Sem dúvida. No início dos anos 2000, diante de uma sucessão de casos de artigos científicos que caíram em descrédito por seus resultados não terem sido confirmados, todos nós da comunidade científica compreendemos que havia uma crise de reprodutibilidade na ciência, indiscutivelmente mais aguda na área de ciências da vida. De certa forma, a ideia de lançar uma revista como a Scientific Data resultou disso. Mas é importante lembrar que o problema da reprodutibilidade não significa necessariamente que os cientistas estejam cometendo algum delito. Em muitos casos, os detalhes dos dados fornecidos pelos cientistas é que foram insuficientes para reproduzi-los. Por isso, tentamos criar ferramentas para dissipar esse problema, garantindo mais transparência.

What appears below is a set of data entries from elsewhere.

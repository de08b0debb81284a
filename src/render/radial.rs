//! Radial spokes drawn through a small immediate-mode canvas.

use glam::Vec2;
use wgpu::util::DeviceExt;

use super::gpu::GpuContext;
use super::{program, RenderError, Visualization, CANVAS_HEIGHT, CANVAS_WIDTH};
use crate::analyzer::SpectrumSnapshot;

// ---- Tuning knobs ----------------------------------------------------------

/// Radius at which every spoke starts, in pixels.
pub const INNER_RADIUS: f32 = 80.0;
/// Extra length of a spoke at magnitude 255, in pixels.
pub const EXTENT: f32 = 100.0;
/// Dash pattern: pixels on, pixels off.
pub const DASH_PATTERN: [f32; 2] = [5.0; 2];

const BACKGROUND: wgpu::Color = wgpu::Color {
    r: 0.0,
    g: 0.0,
    b: 0.0,
    a: 1.0,
};

// ----------------------------------------------------------------------------

pub const SHADER_SOURCE: &str = include_str!("shaders/line.wgsl");

/// Immediate-mode 2D drawing surface, in pixel coordinates with y down.
pub trait Canvas {
    fn size(&self) -> Vec2;

    /// Erase everything drawn since the last clear.
    fn clear(&mut self);

    fn dashed_line(&mut self, from: Vec2, to: Vec2);
}

#[derive(Debug, Clone, Copy, PartialEq)]
pub struct RadialRenderer {
    pub inner_radius: f32,
    pub extent: f32,
}

impl Default for RadialRenderer {
    fn default() -> Self {
        Self {
            inner_radius: INNER_RADIUS,
            extent: EXTENT,
        }
    }
}

impl RadialRenderer {
    /// Endpoints of spoke `index` out of `slices`, around `centre`.
    pub fn spoke(&self, centre: Vec2, index: usize, slices: usize, magnitude: u8) -> (Vec2, Vec2) {
        let theta = std::f32::consts::TAU * index as f32 / slices as f32;
        let dir = Vec2::new(theta.cos(), theta.sin());
        let length = self.extent * (magnitude as f32 / 255.0);
        (
            centre + dir * self.inner_radius,
            centre + dir * (self.inner_radius + length),
        )
    }

    /// Clear the canvas once, then draw one spoke per magnitude.
    pub fn draw<C: Canvas + ?Sized>(&self, canvas: &mut C, magnitudes: &[u8]) {
        canvas.clear();
        let centre = canvas.size() / 2.0;
        let slices = magnitudes.len();
        for (i, &m) in magnitudes.iter().enumerate() {
            let (from, to) = self.spoke(centre, i, slices, m);
            canvas.dashed_line(from, to);
        }
    }
}

/// Split the segment `from → to` into its visible dashes.
pub fn dash_segments(from: Vec2, to: Vec2, pattern: [f32; 2]) -> Vec<(Vec2, Vec2)> {
    let length = from.distance(to);
    let period = pattern[0] + pattern[1];
    if length <= f32::EPSILON || pattern[0] <= 0.0 {
        return Vec::new();
    }
    if pattern[1] <= 0.0 {
        return vec![(from, to)];
    }

    let dir = (to - from) / length;
    let mut dashes = Vec::with_capacity((length / period) as usize + 1);
    let mut start = 0.0;
    while start < length {
        let end = (start + pattern[0]).min(length);
        dashes.push((from + dir * start, from + dir * end));
        start += period;
    }
    dashes
}

#[repr(C)]
#[derive(Copy, Clone, Debug, bytemuck::Pod, bytemuck::Zeroable)]
struct LineVertex {
    position: [f32; 2],
}

const INITIAL_VERTEX_CAPACITY: usize = 4096;

/// `Canvas` backed by a wgpu line-list pipeline.
///
/// Lines accumulate on the CPU and are uploaded in one go by `present`.
pub struct LineCanvas {
    gpu: GpuContext,
    pipeline: wgpu::RenderPipeline,
    vertex_buffer: wgpu::Buffer,
    capacity: usize,
    vertices: Vec<LineVertex>,
    size: Vec2,
}

impl LineCanvas {
    pub fn new(gpu: GpuContext) -> Result<Self, RenderError> {
        let program = program::compile_logged("Line Shader", SHADER_SOURCE)?;
        let shader = program.create_module(&gpu.device);

        let pipeline_layout = gpu
            .device
            .create_pipeline_layout(&wgpu::PipelineLayoutDescriptor {
                label: Some("Line Pipeline Layout"),
                bind_group_layouts: &[],
                immediate_size: 0,
            });

        let pipeline = gpu
            .device
            .create_render_pipeline(&wgpu::RenderPipelineDescriptor {
                label: Some("Line Pipeline"),
                layout: Some(&pipeline_layout),
                vertex: wgpu::VertexState {
                    module: &shader,
                    entry_point: Some(program::VERTEX_ENTRY),
                    buffers: &[wgpu::VertexBufferLayout {
                        array_stride: std::mem::size_of::<LineVertex>() as wgpu::BufferAddress,
                        step_mode: wgpu::VertexStepMode::Vertex,
                        attributes: &wgpu::vertex_attr_array![0 => Float32x2],
                    }],
                    compilation_options: Default::default(),
                },
                fragment: Some(wgpu::FragmentState {
                    module: &shader,
                    entry_point: Some(program::FRAGMENT_ENTRY),
                    compilation_options: Default::default(),
                    targets: &[Some(wgpu::ColorTargetState {
                        format: gpu.format(),
                        blend: Some(wgpu::BlendState::REPLACE),
                        write_mask: wgpu::ColorWrites::ALL,
                    })],
                }),
                primitive: wgpu::PrimitiveState {
                    topology: wgpu::PrimitiveTopology::LineList,
                    ..Default::default()
                },
                depth_stencil: None,
                multisample: wgpu::MultisampleState::default(),
                multiview_mask: None,
                cache: None,
            });

        let vertex_buffer = create_vertex_buffer(&gpu.device, INITIAL_VERTEX_CAPACITY);

        Ok(Self {
            gpu,
            pipeline,
            vertex_buffer,
            capacity: INITIAL_VERTEX_CAPACITY,
            vertices: Vec::with_capacity(INITIAL_VERTEX_CAPACITY),
            size: Vec2::new(CANVAS_WIDTH as f32, CANVAS_HEIGHT as f32),
        })
    }

    fn to_clip(&self, p: Vec2) -> [f32; 2] {
        [p.x / self.size.x * 2.0 - 1.0, 1.0 - p.y / self.size.y * 2.0]
    }

    /// Upload the accumulated lines and show them.
    pub fn present(&mut self) {
        if self.vertices.len() > self.capacity {
            self.capacity = self.vertices.len().next_power_of_two();
            self.vertex_buffer = create_vertex_buffer(&self.gpu.device, self.capacity);
        }
        if !self.vertices.is_empty() {
            self.gpu
                .queue
                .write_buffer(&self.vertex_buffer, 0, bytemuck::cast_slice(&self.vertices));
        }

        let Some(output) = self.gpu.acquire() else {
            return;
        };
        let view = output
            .texture
            .create_view(&wgpu::TextureViewDescriptor::default());

        let count = self.vertices.len() as u32;
        self.gpu.clear_and_draw(&view, BACKGROUND, |pass| {
            if count > 0 {
                pass.set_pipeline(&self.pipeline);
                pass.set_vertex_buffer(0, self.vertex_buffer.slice(..));
                pass.draw(0..count, 0..1);
            }
        });
        output.present();
    }
}

fn create_vertex_buffer(device: &wgpu::Device, capacity: usize) -> wgpu::Buffer {
    let zeroed = vec![LineVertex { position: [0.0; 2] }; capacity];
    device.create_buffer_init(&wgpu::util::BufferInitDescriptor {
        label: Some("Line Vertices"),
        contents: bytemuck::cast_slice(&zeroed),
        usage: wgpu::BufferUsages::VERTEX | wgpu::BufferUsages::COPY_DST,
    })
}

impl Canvas for LineCanvas {
    fn size(&self) -> Vec2 {
        self.size
    }

    fn clear(&mut self) {
        self.vertices.clear();
    }

    fn dashed_line(&mut self, from: Vec2, to: Vec2) {
        for (a, b) in dash_segments(from, to, DASH_PATTERN) {
            let a = self.to_clip(a);
            let b = self.to_clip(b);
            self.vertices.push(LineVertex { position: a });
            self.vertices.push(LineVertex { position: b });
        }
    }
}

/// Radial spokes on a `LineCanvas`.
pub struct RadialVisualization {
    canvas: LineCanvas,
    radial: RadialRenderer,
}

impl RadialVisualization {
    pub fn new(gpu: GpuContext) -> Result<Self, RenderError> {
        Ok(Self {
            canvas: LineCanvas::new(gpu)?,
            radial: RadialRenderer::default(),
        })
    }
}

impl Visualization for RadialVisualization {
    fn draw(&mut self, snapshot: &SpectrumSnapshot) {
        self.radial.draw(&mut self.canvas, snapshot.bins());
        self.canvas.present();
    }

    fn resize(&mut self, size: winit::dpi::PhysicalSize<u32>) {
        self.canvas.gpu.resize(size);
    }
}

E em quais outras iniciativas a Nature trabalha para avançar na questão da reprodutibilidade da pesquisa?
Até recentemente estávamos concentrados no desenvolvimento de ferramentas que ajudassem os pesquisadores a disponibilizarem seus dados. Mas, como a pesquisa está se tornando cada vez mais computacional, estamos procurando envolver nesse processo também os códigos e programas que os pesquisadores criam para processar todo aquele conjunto de informações coletadas.

Como estão fazendo isso?
Estamos experimentando em algumas das nossas revistas. Em agosto, por exemplo, as revistas Nature Methods, Nature Biotechnology e Nature Machine Intelligencefirmaram uma parceria com o Code Ocean, uma plataforma de reprodutibilidade computacional, com o objetivo de permitir aos pesquisadores compartilharem os códigos que acompanham seus artigos. Dessa forma, os usuários podem executar novamente a análise dos dados na nuvem e reproduzir os resultados, sem a necessidade de instalar um software. Quando os revisores vão analisar o artigo, eles podem examinar o código, executá-lo e tirar suas conclusões em relação ao trabalho que estão avaliando. Se o artigo for publicado, os leitores poderão fazer o mesmo.

Como vê a ascensão do acesso aberto como um modelo de publicação?
A Springer Nature há muito tempo publica uma série de periódicos na plataforma BioMed Central (BMC). Essas revistas foram as primeiras a avançar com a questão do acesso aberto. Eu sempre fui uma fã de ecossistemas diversificados. Acho que os pesquisadores devem ser livres para poder escolher onde querem publicar, como querem publicar e com qual modelo de negócios se identificam. Para mim, um ecossistema diversificado é saudável.

O Reino Unido, a França, a Itália e outros 10 países europeus criaram em setembro o Plan S, um pacto para garantir que a partir de janeiro de 2020 todas as pesquisas científicas com financiamento público sejam imediatamente publicadas em plataformas de acesso aberto. Como a Nature está se preparando para essas mudanças?
Trata-se de uma iniciativa interessante, proposta para ser colocada em prática em um espaço extremamente curto de tempo, com profundas implicações não apenas para a Springer Nature, mas para todas as publicações. Existem poucos periódicos exclusivamente de acesso aberto. A maioria adota o modelo híbrido, em que os artigos ficam disponíveis para assinantes, mas o autor pode pagar uma taxa extra para que seu trabalho seja divulgado sem restrições no site do periódico. Se o Plan S entrar em vigor, essas revistas não seriam compatíveis com a publicação de pesquisas com financiamento público. Isso não apenas significa que todos os periódicos teriam de pensar em um novo modelo de negócios, como também que todo autor que publicasse teria de pagar ou encontrar financiamento para que o seu trabalho possa ficar disponível, sem restrições. Há implicações profundas relacionadas à economia da ciência e à dinâmica de disseminação da pesquisa. É cedo para saber como isso vai ser. Eu sou uma otimista e não tenho dúvida de que encontraremos uma solução.